Descriptive Statistics
I.TYPES OF DATA
-
Categorical:
- Categorical data represents groups or categories.
- Example:
- Car brands: Audi, Toyota,..
- Answer to yes/no questions: yes and no
-
Numerical:
- Discrete
- Continuous
- Numerical data represents numbers. It is devided into two groups: discrete and continuous. Discrete data can be usually counted in a finite matter, while continuous is infinite and impossible to count.
- Examples:
- Discrete: # of children you want to have
- Continuous: weight, height
II.LEVELS OF MEASUREMENT
-
Qualitative:
- Nominal: level represents categories that cannot be put in any order
- Ordinal: level represents categories that can be ordered
- Example:
- Nominal: four seasons (winter, spring, summer, autumn)
- Ordinal: rating your meal (disgusting, unappetizing, neutral, tasty and delicious)
-
Quantitative:
- Interval: represents "numbers" and does not have a true zero
- Ratio: represents "numbers" and have a true zero
- Examples:
- Intervals: degree Celsius and Fahrenheit
- Ratio: degree Kelvin, length
III.GRAPH AND TABLES THAT REPRESENT CATEGORICAL VARIABLES
Frequency distribution tables | Bar Charts | Pie Chart | Pareto Diagrams |
---|---|---|---|
Frequency distribution tables show the category and its corresponding absolute frequency. | Bar charts are very common. Each bar represents a category. On the y-axis we have the absolute frequency. | Pie charts are used when we want to see the share of an item as a part of the total. Market share is almost always represented with a pie chart. | The Pareto diagram is a special type of bar chart where the categories are shown in descending order of frequency, and a separate curve shows the cumulative frequency. |
In Excel, we can either hard code the frequencies or count them with a count function. Total formular =SUM() |
Bar charts are also called clustered column charts in Excel. Choose your data, Insert -> Chart -> Clustered column or Bar Chart . |
Pie charts are created in the following way: Choose your data, Insert -> Chart -> Pie Chart |
next section |
IV.PARETO DIAGRAMS IN EXCEL
Creating Pareto in Excel:
- Order the data in your frequency distribution table in descending order.
- Create a bar chart.
- Add a column in your frequency distribution table that measures the cumulative frequency
- Select the plot area of the chart in Excel and
Right Click
- Choose
Select series
- Click
Add
- Series name does not matter. You can out 'Line'
- For
Series values
choose the cells that refer to the cumulative frequency. - Click
OK
. You should see two side-by-side bars. - Select the plot area of the chart and
Right click
. - Choose
Change Chart Type
- Select
Combo
- Choose the type of representation from the dropdown list. Your initial categories should be
Clustered Column
. Change the second series, that you called 'Line' to 'Line'
V.NUMERICAL VARIABLES & FREQUENCY DISTRIBUTION TABLE AND
HISTOGRAM
- Frequency distribution tables for numerical variables are different than the ones for categorical. Usually, they are divided into intervals of equal (or unequal) length. The tables, show the interval, the absolute frequency and sometimes it is useful to also include the relative (and cumulative) frequencies.
- The interval width is calculated using the following formula:
Inteval width = (Largest num - Smallest num) / number of desired intervals
- Creating the frequency distribution table in Excel:
- Decide on the number of intervals you would like to use
- Find the interval width (using the formula above)
- Start your first interval at the lowest value in your dataset
- Finish your first interval at the lowest value + interval width (
= start_interval_cell + interval_width_cell
) - Start your second interval where the first stops (that's a formula as well - make the starting cell of interval 2 = the ending of interval 1)
- Continue in this way until you have created the desired number of intervals.
- Count the absolute frequencies using the following
COUNTIF
formula:
=COUNTIF(dataset_range,">="&interval start) -COUNTIF(dataset_range,">"&interval end)

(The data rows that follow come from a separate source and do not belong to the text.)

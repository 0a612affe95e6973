pub mod dispatcher;
pub mod loader;
pub mod schema;

pub use dispatcher::{Action, KeybindingDispatcher};
pub use loader::{LoadError, default_config, load_keybindings, user_config_path};
pub use schema::KeybindingConfig;
use tuirealm::command::{Cmd, CmdResult};
use tuirealm::props::{AttrValue, Attribute, Props};
use tuirealm::ratatui::layout::Rect;
use tuirealm::{Component, Event, Frame, MockComponent, NoUserEvent, State};

use crate::theme::Theme;
use crate::ui_realm::components::dialog_shell::{DialogButton, DialogShell};
use crate::ui_realm::messages::Msg;

pub struct HelpDialog {
    props: Props,
    shell: DialogShell,
}

impl HelpDialog {
    pub fn new(theme: Theme) -> Self {
        Self {
            props: Props::default(),
            shell: DialogShell::new(
                "Help",
                Self::content_lines(),
                vec![DialogButton::new("close", "Close")],
                theme,
            ),
        }
    }

    fn content_lines() -> Vec<String> {
        vec![
            "Navigation".to_string(),
            "  h/l or arrows: switch columns".to_string(),
            "  j/k or arrows: select task".to_string(),
            "Task Actions".to_string(),
            "  n: new task".to_string(),
            "  e or Enter: edit selected task".to_string(),
            "  Space: grab task / drop it on the hovered column".to_string(),
            "  H/L: move selected task across columns".to_string(),
            "  c: complete task".to_string(),
            "  d: delete task".to_string(),
            "Chat".to_string(),
            "  m: toggle chat panel".to_string(),
            "  ]/[: next / previous contact".to_string(),
            "  Enter: open conversation, Esc: back to contacts".to_string(),
            "Views".to_string(),
            "  \\: switch between board and table".to_string(),
            "  u: users view".to_string(),
            "General".to_string(),
            "  Ctrl+P: open command palette".to_string(),
            "  r: refresh from the database".to_string(),
            "  ?: toggle help".to_string(),
            "  q: quit".to_string(),
        ]
    }
}

impl MockComponent for HelpDialog {
    fn view(&mut self, frame: &mut Frame, area: Rect) {
        self.shell.view(frame, area);
    }

    fn query(&self, attr: Attribute) -> Option<AttrValue> {
        self.props.get(attr)
    }

    fn attr(&mut self, attr: Attribute, value: AttrValue) {
        self.props.set(attr, value);
    }

    fn state(&self) -> State {
        self.shell.state()
    }

    fn perform(&mut self, cmd: Cmd) -> CmdResult {
        self.shell.perform(cmd)
    }
}

impl Component<Msg, NoUserEvent> for HelpDialog {
    fn on(&mut self, ev: Event<NoUserEvent>) -> Option<Msg> {
        match self.shell.on(ev) {
            Some(Msg::SubmitDialog) | Some(Msg::CancelAction) => Some(Msg::DismissDialog),
            msg => msg,
        }
    }
}

#[cfg(test)]
use crate::ui_realm::ComponentId;
#[cfg(test)]
use crate::ui_realm::tests::harness::{EventDriver, MockTerminal};
#[cfg(test)]
use crate::ui_realm::tests::helpers::{
    mount_component_for_test, render_component, render_simple_component, send_key_to_component,
};
#[cfg(test)]
use crossterm::event::KeyCode;

#[cfg(test)]
#[test]
fn renders() {
    let driver = EventDriver::default();
    let mut app = mount_component_for_test(
        &driver,
        ComponentId::Help,
        Box::new(HelpDialog::new(Theme::default())),
    );

    let output = render_simple_component(&mut app, ComponentId::Help);
    assert!(output.contains("Help"), "dialog title should render");
    assert!(output.contains("Navigation"), "help content should render");
    assert!(output.contains("[ Close ]"), "close button should render");
}

#[cfg(test)]
#[test]
fn close_emits_msg() {
    let driver = EventDriver::default();
    let mut app = mount_component_for_test(
        &driver,
        ComponentId::Help,
        Box::new(HelpDialog::new(Theme::default())),
    );

    let enter_messages = send_key_to_component(&driver, &mut app, &[KeyCode::Enter], 1);
    assert_eq!(enter_messages, vec![Msg::DismissDialog]);

    let esc_messages = send_key_to_component(&driver, &mut app, &[KeyCode::Esc], 1);
    assert_eq!(esc_messages, vec![Msg::DismissDialog]);
}

#[cfg(test)]
#[test]
fn content_contains_key_hints() {
    let driver = EventDriver::default();
    let mut app = mount_component_for_test(
        &driver,
        ComponentId::Help,
        Box::new(HelpDialog::new(Theme::default())),
    );

    let mut terminal = MockTerminal::new(120, 36);
    let output = render_component(&mut app, ComponentId::Help, &mut terminal);
    assert!(output.contains("n: new task"), "new task hint should render");
    assert!(
        output.contains("m: toggle chat panel"),
        "chat hint should render"
    );
    assert!(
        output.contains("Ctrl+P: open command palette"),
        "command palette hint should render"
    );
    assert!(
        output.contains("u: users view"),
        "users view hint should render"
    );
    assert!(output.contains("q: quit"), "quit hint should render");
}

- In order to calculate the relative frequencies, use the following formula:
= absolute_frequency_cell / number_of_observations
- In order to calculate the cumulative frequencies:
- The first cumulative frequency is equal to the relative frequency
- Each consecutive cumulative frequency
= previous cumulative frequency + respective relative frequency
- Histogram: are one of the most common ways to represent numerical data. Each bar has width equal to the width of the interval. The bars are touching as there is continuation between intervals where one ends, the other begins.
- Histogram can have different interval for each group.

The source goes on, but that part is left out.